Das erfindungsgemäße Verfahren eignet sich in einer besonderen Ausführungsform bevorzugt als DNA-Präparationsprozess für Phagen vom Typ M13. Diese Phagen sind gut veränderbar und leicht erhältlich (beispielsweise bei New England Biolabs GmbH, Frankfurt, Deutschland) und in Kultur leicht vermehrbar. Sie weisen als Genprodukte die Proteine gpIII, gpVI, gpVII, gpVIII und gpIX auf. Dabei kann mindestens ein zusätzliches kurzes Peptid an das Protein gpIII oder gpVIII fusioniert sein. Die Verlängerung dieser Proteine mit zusätzlichen Peptiden, also das Fusionieren, ist an diesen Proteinen gut durchführbar.The inventive method is suitable in one special embodiment preferably as a DNA preparation process for phages of type M13. These phages are easily changeable and readily available (for example, New England Biolabs GmbH, Frankfurt, Germany) and easily reproducible in culture. They point as gene products the proteins gpIII, gpVI, gpVII, gpVIII and gpIX on. In this case, at least one additional short peptide be fused to the protein gpIII or gpVIII. The extension these proteins with additional peptides, that is, the fusing, is well feasible on these proteins.

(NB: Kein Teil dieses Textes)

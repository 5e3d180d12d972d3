//! Connection descriptor resolution.
//!
//! Turns the application's connection URL into the host, port and database
//! name handed to the PostgreSQL command-line tools.

use std::fmt;

const DEFAULT_PORT: &str = "5432";
const FALLBACK_HOST: &str = "db";
const FALLBACK_DATABASE: &str = "cantinho_db";

/// Scheme prefixes stripped before parsing, longest first
const SCHEME_PREFIXES: [&str; 3] = ["jdbc:postgresql://", "postgresql://", "postgres://"];

/// Where the target database lives.
///
/// Resolved again for every operation; never cached.
#[derive(Debug, Clone, PartialEq, Eq)]
pub struct ConnectionDescriptor {
    pub host: String,
    pub port: String,
    pub database_name: String,
}

impl ConnectionDescriptor {
    /// Resolve a connection URL such as `jdbc:postgresql://db:5432/cantinho_db?sslmode=require`.
    ///
    /// Never fails: anything that does not parse yields [`ConnectionDescriptor::fallback`].
    pub fn resolve(url: &str) -> Self {
        match Self::parse(url) {
            Some(descriptor) => descriptor,
            None => {
                // The URL itself is not logged, it may carry credentials.
                tracing::warn!(
                    host = FALLBACK_HOST,
                    database = FALLBACK_DATABASE,
                    "Unparseable database URL, using fallback connection descriptor"
                );
                Self::fallback()
            }
        }
    }

    pub fn fallback() -> Self {
        Self {
            host: FALLBACK_HOST.to_string(),
            port: DEFAULT_PORT.to_string(),
            database_name: FALLBACK_DATABASE.to_string(),
        }
    }

    fn parse(url: &str) -> Option<Self> {
        let url = url.trim();
        let rest = SCHEME_PREFIXES
            .iter()
            .find_map(|prefix| url.strip_prefix(prefix))
            .unwrap_or(url);

        let rest = match rest.find('?') {
            Some(idx) => &rest[..idx],
            None => rest,
        };

        let mut segments = rest.split('/');
        let host_port = segments.next().filter(|s| !s.is_empty())?;
        let database_name = segments.next().filter(|s| !s.is_empty())?;

        let (host, port) = match host_port.split_once(':') {
            Some((host, port)) => {
                let port = port.split(':').next().unwrap_or_default();
                port.parse::<u16>().ok()?;
                (host, port)
            }
            None => (host_port, DEFAULT_PORT),
        };
        if host.is_empty() {
            return None;
        }

        Some(Self {
            host: host.to_string(),
            port: port.to_string(),
            database_name: database_name.to_string(),
        })
    }
}

impl fmt::Display for ConnectionDescriptor {
    fn fmt(&self, f: &mut fmt::Formatter<'_>) -> fmt::Result {
        write!(f, "{}:{}/{}", self.host, self.port, self.database_name)
    }
}
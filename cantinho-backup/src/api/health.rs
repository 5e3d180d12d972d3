//! Health check endpoints.

use super::AppState;
use crate::process::Tool;
use axum::{extract::State, response::IntoResponse, Json};
use serde_json::json;
use std::time::{SystemTime, UNIX_EPOCH};

static START_TIME: std::sync::OnceLock<u64> = std::sync::OnceLock::new();

fn now_secs() -> u64 {
    SystemTime::now()
        .duration_since(UNIX_EPOCH)
        .map(|d| d.as_secs())
        .unwrap_or_default()
}

pub fn init_start_time() {
    START_TIME.get_or_init(now_secs);
}

/// GET /health - Health check endpoint
pub async fn health(State(state): State<AppState>) -> impl IntoResponse {
    let uptime = now_secs().saturating_sub(*START_TIME.get().unwrap_or(&0));

    Json(json!({
        "status": "ok",
        "version": env!("CARGO_PKG_VERSION"),
        "uptime_secs": uptime,
        "active_operations": state.job_tracker.running_count().await,
    }))
}

/// GET /version - Version information endpoint
pub async fn version() -> impl IntoResponse {
    Json(json!({
        "version": env!("CARGO_PKG_VERSION"),
        "tools": [
            Tool::Dump.name(),
            Tool::ScriptApply.name(),
            Tool::ArchiveRestore.name(),
        ],
    }))
}
//! Process lifecycle for the backup service.

pub mod shutdown;
//! Tracking of in-flight backup and restore operations.

use std::collections::HashMap;
use std::future::Future;
use std::sync::atomic::{AtomicU64, Ordering};
use std::sync::Arc;
use std::time::{Duration, Instant};
use tokio::sync::RwLock;
use tokio::task::JoinError;

/// Kind of a running operation
#[derive(Debug, Clone, Copy, PartialEq, Eq)]
pub enum OperationKind {
    Backup,
    Restore,
}

impl OperationKind {
    pub fn as_str(self) -> &'static str {
        match self {
            OperationKind::Backup => "backup",
            OperationKind::Restore => "restore",
        }
    }
}

/// Tracks running operations so health checks and shutdown can see them.
///
/// Purely observational: overlapping operations are neither queued nor rejected.
#[derive(Clone)]
pub struct JobTracker {
    jobs: Arc<RwLock<HashMap<u64, (OperationKind, Instant)>>>,
    next_id: Arc<AtomicU64>,
}

impl JobTracker {
    pub fn new() -> Self {
        Self {
            jobs: Arc::new(RwLock::new(HashMap::new())),
            next_id: Arc::new(AtomicU64::new(1)),
        }
    }

    /// Register a new operation and return its id
    pub async fn begin(&self, kind: OperationKind) -> u64 {
        let id = self.next_id.fetch_add(1, Ordering::Relaxed);
        let mut jobs = self.jobs.write().await;
        if !jobs.is_empty() {
            tracing::warn!(
                operation = kind.as_str(),
                running = jobs.len(),
                "Starting an operation while others are still running against the same database"
            );
        }
        jobs.insert(id, (kind, Instant::now()));
        id
    }

    /// Remove an operation from tracking once it has finished
    pub async fn complete(&self, id: u64) {
        let mut jobs = self.jobs.write().await;
        if let Some((kind, started)) = jobs.remove(&id) {
            tracing::debug!(
                operation = kind.as_str(),
                elapsed_ms = started.elapsed().as_millis() as u64,
                "Operation finished"
            );
        }
    }

    /// Run `work` on its own task as a tracked operation.
    ///
    /// The operation is completed once the task ends, even if it panicked
    /// or the caller stopped waiting for it.
    pub async fn spawn_tracked<F>(&self, kind: OperationKind, work: F) -> Result<F::Output, JoinError>
    where
        F: Future + Send + 'static,
        F::Output: Send + 'static,
    {
        let id = self.begin(kind).await;
        let tracker = self.clone();
        tokio::spawn(async move {
            let outcome = tokio::spawn(work).await;
            tracker.complete(id).await;
            outcome
        })
        .await
        .and_then(|outcome| outcome)
    }

    /// Get count of running operations
    pub async fn running_count(&self) -> usize {
        let jobs = self.jobs.read().await;
        jobs.len()
    }

    /// Wait until nothing is running or `limit` elapses. Returns true when idle.
    pub async fn wait_idle(&self, limit: Duration) -> bool {
        let deadline = Instant::now() + limit;
        loop {
            if self.running_count().await == 0 {
                return true;
            }
            if Instant::now() >= deadline {
                return false;
            }
            tokio::time::sleep(Duration::from_millis(100)).await;
        }
    }
}

impl Default for JobTracker {
    fn default() -> Self {
        Self::new()
    }
}

#[cfg(test)]
mod tests {
    use super::*;

    #[tokio::test]
    async fn test_begin_and_complete() {
        let tracker = JobTracker::new();
        let backup = tracker.begin(OperationKind::Backup).await;
        let restore = tracker.begin(OperationKind::Restore).await;
        assert_ne!(backup, restore);
        assert_eq!(tracker.running_count().await, 2);

        tracker.complete(backup).await;
        tracker.complete(backup).await;
        assert_eq!(tracker.running_count().await, 1);

        tracker.complete(restore).await;
        assert_eq!(tracker.running_count().await, 0);
    }

    #[tokio::test]
    async fn test_spawn_tracked_returns_output() {
        let tracker = JobTracker::new();
        let observer = tracker.clone();
        let value = tracker
            .spawn_tracked(OperationKind::Backup, async move { observer.running_count().await })
            .await
            .unwrap();
        assert_eq!(value, 1);
        assert_eq!(tracker.running_count().await, 0);
    }

    #[tokio::test]
    async fn test_spawn_tracked_completes_after_panic() {
        let tracker = JobTracker::new();
        let result = tracker
            .spawn_tracked(OperationKind::Restore, async {
                panic!("restore blew up");
            })
            .await;
        assert!(result.unwrap_err().is_panic());
        assert_eq!(tracker.running_count().await, 0);
        assert!(tracker.wait_idle(Duration::from_millis(10)).await);
    }

    #[tokio::test]
    async fn test_spawn_tracked_completes_when_caller_gives_up() {
        let tracker = JobTracker::new();
        let waiting = tracker.spawn_tracked(OperationKind::Restore, async {
            tokio::time::sleep(Duration::from_millis(100)).await;
        });
        // Caller drops the future while the work is still running
        assert!(tokio::time::timeout(Duration::from_millis(20), waiting).await.is_err());
        assert_eq!(tracker.running_count().await, 1);
        assert!(tracker.wait_idle(Duration::from_secs(5)).await);
    }

    #[tokio::test]
    async fn test_wait_idle() {
        let tracker = JobTracker::new();
        assert!(tracker.wait_idle(Duration::from_millis(10)).await);

        let id = tracker.begin(OperationKind::Restore).await;
        assert!(!tracker.wait_idle(Duration::from_millis(150)).await);

        let finisher = tracker.clone();
        tokio::spawn(async move {
            tokio::time::sleep(Duration::from_millis(50)).await;
            finisher.complete(id).await;
        });
        assert!(tracker.wait_idle(Duration::from_secs(5)).await);
    }
}
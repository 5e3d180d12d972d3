//! Backup artifacts and the temporary files that hold them.

use bytes::Bytes;
use futures_util::{Stream, StreamExt};
use std::path::{Path, PathBuf};
use tokio_util::io::ReaderStream;
use tracing::{debug, warn};

/// A uniquely named temporary file, removed when the guard is dropped.
///
/// Every exit path of an operation drops its guard, so the file cannot
/// outlive the request. A failed removal is logged and otherwise ignored.
#[derive(Debug)]
pub struct ScratchFile {
    path: PathBuf,
}

impl ScratchFile {
    /// Create an empty file named `<prefix><random><suffix>` inside `dir`
    pub fn create(dir: &Path, prefix: &str, suffix: &str) -> std::io::Result<Self> {
        let path = tempfile::Builder::new()
            .prefix(prefix)
            .suffix(suffix)
            .tempfile_in(dir)?
            .into_temp_path()
            .keep()?;
        debug!(path = %path.display(), "Created temporary file");
        Ok(Self { path })
    }

    pub fn path(&self) -> &Path {
        &self.path
    }
}

impl Drop for ScratchFile {
    fn drop(&mut self) {
        match std::fs::remove_file(&self.path) {
            Ok(()) => debug!(path = %self.path.display(), "Removed temporary file"),
            Err(e) if e.kind() == std::io::ErrorKind::NotFound => {}
            Err(e) => warn!(
                path = %self.path.display(),
                error = %e,
                "Failed to remove temporary file"
            ),
        }
    }
}

/// A finished dump, ready for download.
#[derive(Debug)]
pub struct BackupArtifact {
    file: ScratchFile,
    name: String,
    len: u64,
}

impl BackupArtifact {
    pub(crate) fn new(file: ScratchFile, name: String, len: u64) -> Self {
        Self { file, name, len }
    }

    /// Display name, e.g. `backup_cantinho_20240131_174502.sql`
    pub fn name(&self) -> &str {
        &self.name
    }

    pub fn len(&self) -> u64 {
        self.len
    }

    pub fn is_empty(&self) -> bool {
        self.len == 0
    }

    pub fn path(&self) -> &Path {
        self.file.path()
    }

    /// Stream the artifact's bytes. The file is removed once the stream is dropped.
    pub async fn into_stream(
        self,
    ) -> std::io::Result<impl Stream<Item = std::io::Result<Bytes>> + Send + 'static> {
        let reader = tokio::fs::File::open(self.file.path()).await?;
        let guard = self.file;
        Ok(ReaderStream::new(reader).map(move |chunk| {
            let _keep = &guard;
            chunk
        }))
    }

    /// Copy the artifact to `destination`; the temporary file is removed afterwards.
    pub async fn save_to(self, destination: &Path) -> std::io::Result<u64> {
        tokio::fs::copy(self.file.path(), destination).await
    }
}

/// A backup received for restoration.
#[derive(Debug, Clone)]
pub struct UploadedArtifact {
    /// Name declared by the uploader, if any
    pub file_name: Option<String>,
    pub content: Bytes,
}

impl UploadedArtifact {
    pub fn new(file_name: Option<String>, content: impl Into<Bytes>) -> Self {
        Self {
            file_name,
            content: content.into(),
        }
    }
}
//! Shared fixtures: shell-script stand-ins for the PostgreSQL tools.

#![allow(dead_code)]

use cantinho_backup::config::{Config, Secret, ToolCommand};
use cantinho_backup::BackupOrchestrator;
use std::path::{Path, PathBuf};
use tempfile::TempDir;

pub const PASSWORD: &str = "s3cr3t-pw";

#[derive(Debug, Clone, Copy)]
pub enum Stub {
    Dump,
    ScriptApply,
    ArchiveRestore,
}

impl Stub {
    fn file_name(self) -> &'static str {
        match self {
            Stub::Dump => "pg_dump.sh",
            Stub::ScriptApply => "psql.sh",
            Stub::ArchiveRestore => "pg_restore.sh",
        }
    }
}

/// Scratch directory for artifacts plus a directory of stub tools.
pub struct Harness {
    pub tools_dir: TempDir,
    pub scratch_dir: TempDir,
    pub config: Config,
}

impl Harness {
    pub fn new() -> Self {
        let tools_dir = TempDir::new().unwrap();
        let scratch_dir = TempDir::new().unwrap();

        let mut config = Config::default();
        config.database.url = "jdbc:postgresql://pg.test:5433/cantinho_db?sslmode=disable".into();
        config.database.username = "cantinho".into();
        config.database.password = Secret::new(PASSWORD);
        config.backup.temp_dir = Some(scratch_dir.path().to_path_buf());
        config.backup.dump_timeout_secs = 10;
        config.backup.restore_timeout_secs = 10;

        let mut harness = Self {
            tools_dir,
            scratch_dir,
            config,
        };
        // Any tool a test forgets to stub fails loudly
        for stub in [Stub::Dump, Stub::ScriptApply, Stub::ArchiveRestore] {
            harness.stub(stub, "echo \"unexpected call to $0\" >&2\nexit 99\n");
        }
        harness
    }

    /// Install a `sh` script body as the given tool
    pub fn stub(&mut self, stub: Stub, body: &str) {
        let path = self.tools_dir.path().join(stub.file_name());
        std::fs::write(&path, format!("#!/bin/sh\n{body}")).unwrap();

        let command = ToolCommand::new("sh").arg(path.to_string_lossy());
        match stub {
            Stub::Dump => self.config.tools.dump = command,
            Stub::ScriptApply => self.config.tools.script_apply = command,
            Stub::ArchiveRestore => self.config.tools.archive_restore = command,
        }
    }

    /// Script fragment that records the arguments, password and input file
    /// of a call under `<tools_dir>/<tag>.*`
    pub fn recorder(&self, tag: &str) -> String {
        let dir = self.tools_dir.path().display();
        format!(
            "printf '%s\\n' \"$@\" > {dir}/{tag}.args\n\
             printf '%s' \"$PGPASSWORD\" > {dir}/{tag}.password\n\
             for a in \"$@\"; do last=\"$a\"; done\n\
             [ -f \"$last\" ] && cp \"$last\" {dir}/{tag}.input\n"
        )
    }

    pub fn recorded(&self, tag: &str, kind: &str) -> String {
        std::fs::read_to_string(self.tools_dir.path().join(format!("{tag}.{kind}"))).unwrap_or_default()
    }

    pub fn recorded_args(&self, tag: &str) -> Vec<String> {
        self.recorded(tag, "args").lines().map(str::to_string).collect()
    }

    pub fn orchestrator(&self) -> BackupOrchestrator {
        BackupOrchestrator::new(&self.config)
    }

    /// Files left behind in the scratch directory
    pub fn scratch_entries(&self) -> Vec<PathBuf> {
        list(self.scratch_dir.path())
    }
}

fn list(dir: &Path) -> Vec<PathBuf> {
    std::fs::read_dir(dir)
        .unwrap()
        .filter_map(|e| e.ok())
        .map(|e| e.path())
        .collect()
}

/// pg_dump stand-in that writes `content` to the `-f` target
pub fn dump_writing(content: &str) -> String {
    format!(
        "while [ $# -gt 0 ]; do\n\
         \x20 if [ \"$1\" = \"-f\" ]; then out=\"$2\"; fi\n\
         \x20 shift\n\
         done\n\
         printf '%s' '{content}' > \"$out\"\n\
         echo 'pg_dump: dumping contents of table \"public.usuarios\"' >&2\n"
    )
}

/// Poll until `pid` no longer runs. Zombies count as gone.
#[cfg(target_os = "linux")]
pub async fn wait_process_gone(pid: &str) -> bool {
    for _ in 0..40 {
        let gone = match std::fs::read_to_string(format!("/proc/{pid}/stat")) {
            Err(_) => true,
            Ok(stat) => stat
                .rsplit_once(')')
                .is_some_and(|(_, rest)| rest.trim_start().starts_with('Z')),
        };
        if gone {
            return true;
        }
        tokio::time::sleep(std::time::Duration::from_millis(50)).await;
    }
    false
}
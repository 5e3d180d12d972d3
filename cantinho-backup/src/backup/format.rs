//! Artifact format detection.

use crate::process::Tool;

#[derive(Debug, Clone, Copy, PartialEq, Eq)]
pub enum ArtifactFormat {
    /// Plain-text SQL script, replayed with psql
    PlainTextSql,
    /// pg_dump custom-format archive, replayed with pg_restore
    BinaryArchive,
}

impl ArtifactFormat {
    /// Decide the format from the uploaded file's declared name.
    ///
    /// Only a `.sql` suffix (any case) means plain text. Everything else,
    /// including a missing name, is treated as a binary archive.
    pub fn detect(file_name: Option<&str>) -> Self {
        match file_name {
            Some(name) if name.to_ascii_lowercase().ends_with(".sql") => ArtifactFormat::PlainTextSql,
            _ => ArtifactFormat::BinaryArchive,
        }
    }

    /// Suffix given to the temporary copy of an artifact in this format
    pub fn extension(self) -> &'static str {
        match self {
            ArtifactFormat::PlainTextSql => ".sql",
            ArtifactFormat::BinaryArchive => ".dump",
        }
    }

    /// The tool that replays this format
    pub fn restore_tool(self) -> Tool {
        match self {
            ArtifactFormat::PlainTextSql => Tool::ScriptApply,
            ArtifactFormat::BinaryArchive => Tool::ArchiveRestore,
        }
    }
}
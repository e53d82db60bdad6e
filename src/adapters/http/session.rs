use std::time::Duration;

use reqwest::Client;
use thiserror::Error;
use url::Url;

use crate::domain::PatronId;

use super::wire::{LoginEnvelope, code_string};

/// 貸出サービス呼び出しの既定デッドライン
pub const DEFAULT_TIMEOUT: Duration = Duration::from_secs(30);

/// セッション設定
///
/// 呼び出し側が所有する明示的な設定値。プロセス全体の
/// シングルトンクライアントは存在しない。
#[derive(Debug, Clone)]
pub struct SessionConfig {
    /// 図書館のベースURL
    /// （例: `https://ebook.yourcloudlibrary.com/uisvc/BethlehemDistrictLibraries`）
    pub base_url: Url,
    /// 1呼び出しあたりの固定デッドライン。超過はトランスポートエラー
    pub timeout: Duration,
}

impl SessionConfig {
    pub fn new(base_url: Url) -> Self {
        Self {
            base_url,
            timeout: DEFAULT_TIMEOUT,
        }
    }
}

/// セッション確立のエラー
#[derive(Debug, Error)]
pub enum SessionError {
    /// ネットワーク/タイムアウト障害
    #[error("network error: {0}")]
    Transport(String),

    /// ログインレスポンスが期待した形でない
    #[error("malformed login response: {0}")]
    Protocol(String),

    /// サーバーがErrorCodeで報告したエラー
    #[error("service error {code}: {message}")]
    Service { code: String, message: String },

    /// `Success != true`。メッセージはサーバーのFailureReason
    #[error("login failed: {0}")]
    LoginFailed(String),
}

impl From<reqwest::Error> for SessionError {
    fn from(err: reqwest::Error) -> Self {
        Self::Transport(err.to_string())
    }
}

/// 認証済みセッション
///
/// サーバー発行のセッションクッキーを保持するHTTPクライアントと、
/// 束縛されたベースURL。ログイン成功時のみ構築される。
///
/// 利用者1人につき1つ。構築後は読み取り専用で、同一利用者の操作に
/// 逐次再利用できる。複数タスクからの並行利用は設計外であり、
/// 必要なら外部で同期すること。明示的な破棄は無い。
#[derive(Debug, Clone)]
pub struct Session {
    base_url: Url,
    client: Client,
}

impl Session {
    /// 指定した利用者として図書館にログインする
    ///
    /// 失敗した場合、セッションは構築されない。
    ///
    /// # エラー
    /// - `Service`: サーバーがErrorCodeを報告した
    /// - `LoginFailed`: `Success != true`（FailureReasonを保持）
    pub async fn login(patron_id: &PatronId, config: SessionConfig) -> Result<Self, SessionError> {
        let client = Client::builder()
            .cookie_store(true)
            .timeout(config.timeout)
            .build()?;

        let url = join_endpoint(&config.base_url, "Patron/LoginPatron");
        let response = client
            .post(url)
            .json(&serde_json::json!({ "UserId": patron_id.as_str() }))
            .send()
            .await?;

        let envelope: LoginEnvelope = response
            .json()
            .await
            .map_err(|e| SessionError::Protocol(e.to_string()))?;

        if let Some(code) = &envelope.error_code {
            return Err(SessionError::Service {
                code: code_string(code),
                message: envelope.error_message.unwrap_or_default(),
            });
        }

        if envelope.success != Some(true) {
            let reason = envelope
                .failure_reason
                .ok_or_else(|| SessionError::Protocol("missing field FailureReason".into()))?;
            return Err(SessionError::LoginFailed(reason));
        }

        tracing::debug!(library = %config.base_url, "patron session established");

        Ok(Self {
            base_url: config.base_url,
            client,
        })
    }

    pub fn base_url(&self) -> &Url {
        &self.base_url
    }

    pub(crate) fn client(&self) -> &Client {
        &self.client
    }

    /// エンドポイントの絶対URL文字列を組み立てる
    pub(crate) fn endpoint(&self, path: &str) -> String {
        join_endpoint(&self.base_url, path)
    }
}

fn join_endpoint(base_url: &Url, path: &str) -> String {
    format!("{}/{}", base_url.as_str().trim_end_matches('/'), path)
}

Vorteilhafterweise werden kommerziell erhältliche M13-Phage-Display-Bibliotheken eingesetzt, die ein randomisiertes Peptid als gpIII-Fusionsprotein, insbesondere als lineares Peptid mit einer Länge von 7 Aminosäuren, als lineares Peptid mit einer Länge von 12 Aminosäuren, oder als schleifenförmiges Peptid mit 7 Aminosäuren, die von einer Disulfidbrücke zwischen zwei Cysteinresten eingerahmt werden, besitzen (Handelsnamen Ph.D.-7TM, Ph.D.-12TM bzw. Ph.D.-C7CTM).Advantageously, commercially available M13 phage display libraries are used, comprising a randomized peptide as gpIII fusion protein, in particular as a linear peptide with a length of 7 amino acids, as a linear peptide with a length of 12 amino acids, or as a loop-like peptide with 7 amino acids which are framed by a disulfide bridge between two cysteine residues (trade names Ph.D.-7 ™ , Ph.D.-12 ™ and Ph.D.-C7C ™, respectively).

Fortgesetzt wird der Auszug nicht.